Consumption of hydrofluorocarbons (HFCs) by European industry continued to decline in line with EU commitments under United Nations agreements, according to the EEA briefing
The briefing provides an update on the data reported by companies on the production, import, export and destruction of fluorinated greenhouse gases in the EU and the UK for 2007-2020. The briefing also outlines the key trends in the EU supply of F-gases and monitors progress under the hydrofluorocarbon phase-down schemes of the EU’s F-gas Regulation and the UN’s Montreal Protocol and its so-called Kigali Amendment.

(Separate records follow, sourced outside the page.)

//! Domain-level error type shared by every inbound adapter.
//!
//! The error is transport agnostic: `inbound::http::error` maps it onto status
//! codes and JSON bodies. Constructors capture the active [`TraceId`] so
//! payloads correlate with logs without explicit threading.

use std::fmt;

use serde::{Deserialize, Serialize};
use serde_json::Value;
use utoipa::ToSchema;

use super::TraceId;

/// Stable machine-readable failure category.
#[derive(Debug, Clone, Copy, PartialEq, Eq, Hash, Serialize, Deserialize, ToSchema)]
#[non_exhaustive]
#[serde(rename_all = "snake_case")]
pub enum ErrorCode {
    /// The request is malformed or fails validation.
    InvalidRequest,
    /// Authentication failed or is missing.
    Unauthorized,
    /// Authenticated but not permitted to perform this action.
    Forbidden,
    /// The requested resource does not exist.
    NotFound,
    /// The request conflicts with current state (duplicate key, onboarding pending).
    Conflict,
    /// A backing service (database, mail API) is unreachable.
    ServiceUnavailable,
    /// An unexpected error occurred inside the service.
    InternalError,
}

/// Errors raised when building an [`Error`] from untrusted parts.
#[derive(Debug, Clone, PartialEq, Eq, thiserror::Error)]
pub enum ErrorValidationError {
    /// The message was blank.
    #[error("error message must not be empty")]
    EmptyMessage,
    /// The trace identifier was blank.
    #[error("trace identifier must not be empty")]
    EmptyTraceId,
}

/// Error payload returned by domain services and ports.
///
/// ## Invariants
/// - `message` is non-empty once trimmed.
/// - `trace_id`, when present, is non-empty.
///
/// # Examples
/// ```
/// use backend::domain::{Error, ErrorCode};
/// use serde_json::json;
///
/// let err = Error::conflict("employee id already registered")
///     .with_details(json!({ "code": "duplicate_employee_id" }));
/// assert_eq!(err.code(), ErrorCode::Conflict);
/// assert!(err.details().is_some());
/// ```
#[derive(Debug, Clone, PartialEq, Serialize, Deserialize, ToSchema)]
#[serde(rename_all = "camelCase")]
#[serde(try_from = "ErrorDto", into = "ErrorDto")]
pub struct Error {
    #[schema(example = "invalid_request")]
    code: ErrorCode,
    #[schema(example = "full name must not be empty")]
    message: String,
    #[schema(example = "1f0c9d5e-3c1a-4f55-9a53-6a5f5d1f3e2b")]
    trace_id: Option<String>,
    details: Option<Value>,
}

impl Error {
    /// Create an error, panicking on a blank message.
    ///
    /// Every call site passes a literal or formatted message, so a blank one
    /// is a programming error.
    pub fn new(code: ErrorCode, message: impl Into<String>) -> Self {
        match Self::try_new(code, message) {
            Ok(error) => error,
            Err(err) => panic!("error messages must satisfy validation: {err}"),
        }
    }

    /// Fallible constructor that validates the message.
    pub fn try_new(code: ErrorCode, message: impl Into<String>) -> Result<Self, ErrorValidationError> {
        let message = message.into();
        if message.trim().is_empty() {
            return Err(ErrorValidationError::EmptyMessage);
        }
        Ok(Self {
            code,
            message,
            trace_id: TraceId::current().map(|id| id.to_string()),
            details: None,
        })
    }

    /// Stable machine-readable code.
    pub fn code(&self) -> ErrorCode {
        self.code
    }

    /// Human-readable message.
    pub fn message(&self) -> &str {
        &self.message
    }

    /// Correlation identifier captured at construction time.
    pub fn trace_id(&self) -> Option<&str> {
        self.trace_id.as_deref()
    }

    /// Structured details such as the offending field.
    pub fn details(&self) -> Option<&Value> {
        self.details.as_ref()
    }

    /// Override the trace identifier.
    pub fn with_trace_id(mut self, trace_id: impl Into<String>) -> Self {
        self.trace_id = Some(trace_id.into());
        self
    }

    /// Override the trace identifier, rejecting blank values.
    pub fn try_with_trace_id(self, trace_id: impl Into<String>) -> Result<Self, ErrorValidationError> {
        let trace_id = trace_id.into();
        if trace_id.trim().is_empty() {
            return Err(ErrorValidationError::EmptyTraceId);
        }
        Ok(self.with_trace_id(trace_id))
    }

    /// Attach structured details.
    pub fn with_details(mut self, details: Value) -> Self {
        self.details = Some(details);
        self
    }

    /// Shorthand for [`ErrorCode::InvalidRequest`].
    pub fn invalid_request(message: impl Into<String>) -> Self {
        Self::new(ErrorCode::InvalidRequest, message)
    }

    /// Shorthand for [`ErrorCode::Unauthorized`].
    pub fn unauthorized(message: impl Into<String>) -> Self {
        Self::new(ErrorCode::Unauthorized, message)
    }

    /// Shorthand for [`ErrorCode::Forbidden`].
    pub fn forbidden(message: impl Into<String>) -> Self {
        Self::new(ErrorCode::Forbidden, message)
    }

    /// Shorthand for [`ErrorCode::NotFound`].
    pub fn not_found(message: impl Into<String>) -> Self {
        Self::new(ErrorCode::NotFound, message)
    }

    /// Shorthand for [`ErrorCode::Conflict`].
    pub fn conflict(message: impl Into<String>) -> Self {
        Self::new(ErrorCode::Conflict, message)
    }

    /// Shorthand for [`ErrorCode::ServiceUnavailable`].
    pub fn service_unavailable(message: impl Into<String>) -> Self {
        Self::new(ErrorCode::ServiceUnavailable, message)
    }

    /// Shorthand for [`ErrorCode::InternalError`].
    pub fn internal(message: impl Into<String>) -> Self {
        Self::new(ErrorCode::InternalError, message)
    }
}

impl fmt::Display for Error {
    fn fmt(&self, f: &mut fmt::Formatter<'_>) -> fmt::Result {
        f.write_str(&self.message)
    }
}

impl std::error::Error for Error {}

#[derive(Debug, Clone, Serialize, Deserialize)]
#[serde(rename_all = "camelCase")]
struct ErrorDto {
    code: ErrorCode,
    message: String,
    #[serde(default, skip_serializing_if = "Option::is_none", alias = "trace_id")]
    trace_id: Option<String>,
    #[serde(default, skip_serializing_if = "Option::is_none")]
    details: Option<Value>,
}

impl From<Error> for ErrorDto {
    fn from(value: Error) -> Self {
        let Error {
            code,
            message,
            trace_id,
            details,
        } = value;
        Self {
            code,
            message,
            trace_id,
            details,
        }
    }
}

impl TryFrom<ErrorDto> for Error {
    type Error = ErrorValidationError;

    fn try_from(value: ErrorDto) -> Result<Self, Self::Error> {
        let ErrorDto {
            code,
            message,
            trace_id,
            details,
        } = value;
        let mut error = Error::try_new(code, message)?;
        // Deserialised payloads carry their own trace, never the ambient one.
        error.trace_id = None;
        if let Some(trace_id) = trace_id {
            error = error.try_with_trace_id(trace_id)?;
        }
        error.details = details;
        Ok(error)
    }
}
//! Port for password hashing.

use crate::domain::PasswordHash;

use super::define_port_error;

define_port_error! {
    /// Errors raised by credential hasher adapters.
    pub enum CredentialHasherError {
        /// Hashing failed, e.g. on invalid parameters.
        Hash { message: String } => "password hashing failed: {message}",
        /// The stored hash could not be parsed.
        MalformedHash { message: String } => "stored password hash is malformed: {message}",
    }
}

/// Hashes and verifies passwords. Implementations are CPU bound and
/// synchronous; callers run them on a blocking-friendly path.
#[cfg_attr(test, mockall::automock)]
pub trait CredentialHasher: Send + Sync {
    fn hash(&self, password: &str) -> Result<PasswordHash, CredentialHasherError>;

    /// `Ok(false)` means the password does not match.
    fn verify(&self, password: &str, hash: &PasswordHash) -> Result<bool, CredentialHasherError>;
}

Industry is substituting these F-gases with more climate-friendly products.
F-gases contribute to climate change and made up 2.3% of total EU greenhouse gas emissions, according to the latest data from 2019. These synthetic chemicals are predominantly used in refrigerators, air conditioners and heat pumps. They are considered potent greenhouse gases and have been regulated in the EU since 2006 to reduce their use and impact on global warming.
The EEA assessment also details the different amounts of F-gases supplied for various industrial applications. These are expressed both in physical amounts (in tonnes) and in ‘global warming amounts’, i.e., physical amounts weighted by the global warming potential of hydrofluorocarbon gases and measured in CO2-equivalent tonnes (CO2e).
EU contribution to global phase-down
In 2020, EU-wide placing of hydrofluorocarbons on the market was 4% below the 2020 overall market limit set by the quota system (2% in 2019). The companies that did not fully use their quota counterbalanced the few cases of quota exceedance by importers of bulk HFCs and equipment importers. While the demand for refrigerants remains high, there has been a shift to alternatives with lower global warming potential (GWP).